Results: Of the 283 patients, 32 patients (11.3%) were BMI-define obese, 139 patients (49.1%) showed visceral obesity, and 176 patients (62.2%) presented with myosteatosis. Sarcopenia was present in 234 patients (82.7%), and 151 patients (53.4%) presented with a combination of sarcopenia and myosteatosis. During a median follow-up of 41 months (2-108 months), 53 patients developed metastasis, 6 relapse, and 142 died. Skeletal muscle mass (Normal Attenuation Muscle Area, NAMA, HR = 0.989, 95% CI 0.980-0.998, P = 0.022, for PFS) and quality (SMD, HR = 0.975, 95% CI 0.955-0.995, P = 0.013, for PFS) serve as protective prognostic factors after multiple covariate adjustments. Multivariate analyses identified all adiposity-related parameters, including Low Attenuation Muscle Area (LAMA, HR = 1.015, 95% CI 1.003-1.026, P = 0.012, for PFS), intermuscular adipose tissue (IMAT, HR = 1.018, 95% CI 1.002-1.034, P = 0.027, for PFS), and VFI (HR = 1.008, 95% CI 1.001-1.015, P = 0.042) as negative indicators for survival. Sensitivity analyses confirmed these associations. Besides, IMAT, LAMA, and VFI significantly influence prognosis in advanced patients (TNM stage III-IV). Kaplan-Meier survival analysis revealed sarcopenic visceral obesity markedly reduces survival; when combined with myosteatosis (SMVO), this combined phenotype further exacerbated CRS (5-year CRS: 74.7% in SMVO, P = 0.019) beyond the effects of individual phenotypes.

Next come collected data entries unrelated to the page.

impl Orchestrator {
    pub fn new(
        hypervisor: Arc<dyn HypervisorBackend>,
        secrets: Arc<SecretsResolver>,
        config_resolver: Arc<dyn ConfigResolver>,
        journal_dir: impl Into<String>,
        images_root: impl Into<String>,
    ) -> Arc<Self> {
        Arc::new(Self {
            hypervisor,
            secrets,
            config_resolver,
            journal_dir: journal_dir.into(),
            images_root: images_root.into(),
        })
    }

    /// Starts `vms` level by level; each level's VMs start concurrently in
    /// a worker pool. A VM whose dependency failed is marked `Failed`
    /// without attempting creation — its own dependents are blocked
    /// transitively in turn. Returns a terminal state per VM (spec
    /// invariant 6: a VM at level k starts only after every dependency at
    /// a lower level reaches `running` and, if gated, `healthy`).
    pub async fn up(self: &Arc<Self>, vms: &[OrchestratedVm], requested: &[String]) -> Result<HashMap<String, VmOutcome>> {
        let plan = compute_plan(vms, requested)?;
        let by_name: HashMap<String, OrchestratedVm> =
            vms.iter().cloned().map(|vm| (vm.name.clone(), vm)).collect();

        let mut outcomes: HashMap<String, VmOutcome> = HashMap::new();
        let mut failed: HashSet<String> = HashSet::new();

        for level in plan.levels {
            let mut handles = Vec::with_capacity(level.len());
            for name in level {
                let Some(vm) = by_name.get(&name).cloned() else { continue };
                if vm.depends_on.iter().any(|dep| failed.contains(dep)) {
                    warn!(vm = %name, "orchestrator: blocked, a dependency failed");
                    outcomes.insert(
                        name.clone(),
                        VmOutcome {
                            state: OrchestratorVmState::Failed,
                            error: Some("blocked: a dependency failed".into()),
                        },
                    );
                    failed.insert(name);
                    continue;
                }
                let this = self.clone();
                handles.push(tokio::spawn(async move {
                    let result = this.start_one(&vm).await;
                    (vm.name, result)
                }));
            }
            for handle in futures::future::join_all(handles).await {
                match handle {
                    Ok((name, Ok(()))) => {
                        info!(vm = %name, "orchestrator: vm reached running");
                        outcomes.insert(name, VmOutcome { state: OrchestratorVmState::Running, error: None });
                    }
                    Ok((name, Err(err))) => {
                        error!(vm = %name, error = %err, "orchestrator: vm failed to start");
                        outcomes.insert(
                            name.clone(),
                            VmOutcome { state: OrchestratorVmState::Failed, error: Some(err.to_string()) },
                        );
                        failed.insert(name);
                    }
                    Err(join_err) => {
                        error!(error = %join_err, "orchestrator: start task panicked");
                    }
                }
            }
        }
        Ok(outcomes)
    }

    async fn start_one(&self, vm: &OrchestratedVm) -> Result<()> {
        let config = self
            .config_resolver
            .resolve(&vm.config_source, &vm.environment)
            .await?;
        let base_size = DiskManager::info(&config.base_image_path).await?.virtual_size;
        config.validate(base_size).map_err(Error::InvalidArgument)?;

        let vm_dir = format!("{}/{}", self.images_root, config.name);
        let disk_path = format!("{vm_dir}/root.qcow2");
        let serial_log_path = format!("{vm_dir}/serial.log");

        let hypervisor = self.hypervisor.clone();
        let secrets = self.secrets.clone();
        let journal_dir = self.journal_dir.clone();
        let name = config.name.clone();
        let run_hypervisor = hypervisor.clone();

        Transaction::run(&name, &journal_dir, run_hypervisor, move |tx| {
            let config = config.clone();
            let hypervisor = hypervisor.clone();
            let secrets = secrets.clone();
            Box::pin(async move {
                tx.create_directory(&vm_dir).await?;
                tx.create_disk(&disk_path, config.disk_size_bytes, "qcow2", Some(&config.base_image_path))
                    .await?;
                let cloudinit = CloudInitBuilder::new(&secrets).build(&config, &vm_dir).await?;
                tx.register_seed_iso(&cloudinit.seed_iso_path).await?;
                tx.define_domain(
                    hypervisor.as_ref(),
                    &config,
                    &disk_path,
                    &cloudinit.seed_iso_path,
                    &serial_log_path,
                )
                .await?;
                tx.start_domain(hypervisor.as_ref(), &config.name).await?;
                Ok(())
            })
        })
        .await?;

        if let Some(gate) = &vm.health_gate {
            self.wait_for_health_gate(&name, &config, gate).await?;
        }
        Ok(())
    }

    async fn wait_for_health_gate(&self, vm_name: &str, config: &VmConfig, gate: &str) -> Result<()> {
        let gated: Vec<_> = config
            .health_check_configs
            .iter()
            .filter(|check| check.name == gate || check.tags.iter().any(|tag| tag == gate))
            .cloned()
            .collect();
        if gated.is_empty() {
            warn!(vm = vm_name, gate, "orchestrator: health gate names no configured probe, skipping");
            return Ok(());
        }
        let engine = Arc::new(HealthEngine::new(self.hypervisor.clone()));
        let scheduler = Scheduler::start(engine, vm_name.to_string(), gated);
        let reached = scheduler.wait_until_healthy(DEFAULT_HEALTH_GATE_TIMEOUT).await;
        scheduler.stop().await;
        if !reached {
            return Err(Error::Timeout(DEFAULT_HEALTH_GATE_TIMEOUT));
        }
        Ok(())
    }

    /// Strict reverse of the level order; sequential within a level
    /// (shutdown is I/O-light, spec §4.9). Graceful stop first, falling
    /// back to forced stop past `DEFAULT_STOP_TIMEOUT`.
    pub async fn down(&self, vms: &[OrchestratedVm], requested: &[String]) -> Result<HashMap<String, VmOutcome>> {
        let plan = compute_plan(vms, requested)?;
        let mut outcomes = HashMap::new();
        for level in plan.levels.into_iter().rev() {
            for name in level {
                match self.stop_one(&name).await {
                    Ok(()) => {
                        outcomes.insert(name, VmOutcome { state: OrchestratorVmState::Stopped, error: None });
                    }
                    Err(err) => {
                        warn!(vm = %name, error = %err, "orchestrator: failed to stop vm, continuing");
                        outcomes.insert(name, VmOutcome { state: OrchestratorVmState::Failed, error: Some(err.to_string()) });
                    }
                }
            }
        }
        Ok(outcomes)
    }

    async fn stop_one(&self, name: &str) -> Result<()> {
        if !self.hypervisor.exists(name).await? {
            return Ok(());
        }
        let graceful = tokio::time::timeout(DEFAULT_STOP_TIMEOUT, self.hypervisor.stop(name, false)).await;
        match graceful {
            Ok(Ok(())) => Ok(()),
            _ => self.hypervisor.stop(name, true).await,
        }
    }

    /// Read-only snapshot of each named VM's current hypervisor state.
    pub async fn status(&self, vms: &[OrchestratedVm]) -> Result<HashMap<String, OrchestratorVmState>> {
        let mut statuses = HashMap::new();
        for vm in vms {
            let state = match self.hypervisor.info(&vm.name).await? {
                None => OrchestratorVmState::Pending,
                Some(info) if info.state == DomainState::Running => OrchestratorVmState::Running,
                Some(_) => OrchestratorVmState::Stopped,
            };
            statuses.insert(vm.name.clone(), state);
        }
        Ok(statuses)
    }
}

Conclusion: Sarcopenic obesity (myosteatosis/visceral obesity) can identify poorer prognosis in gastric cancer patients, especially male patients. It is crucial for obese gastric cancer patients to evaluate their body composition, specifically focusing on fat distribution.

Trial registration: Registered in August 2016, NCT02873676 at www.

Clinicaltrials: gov .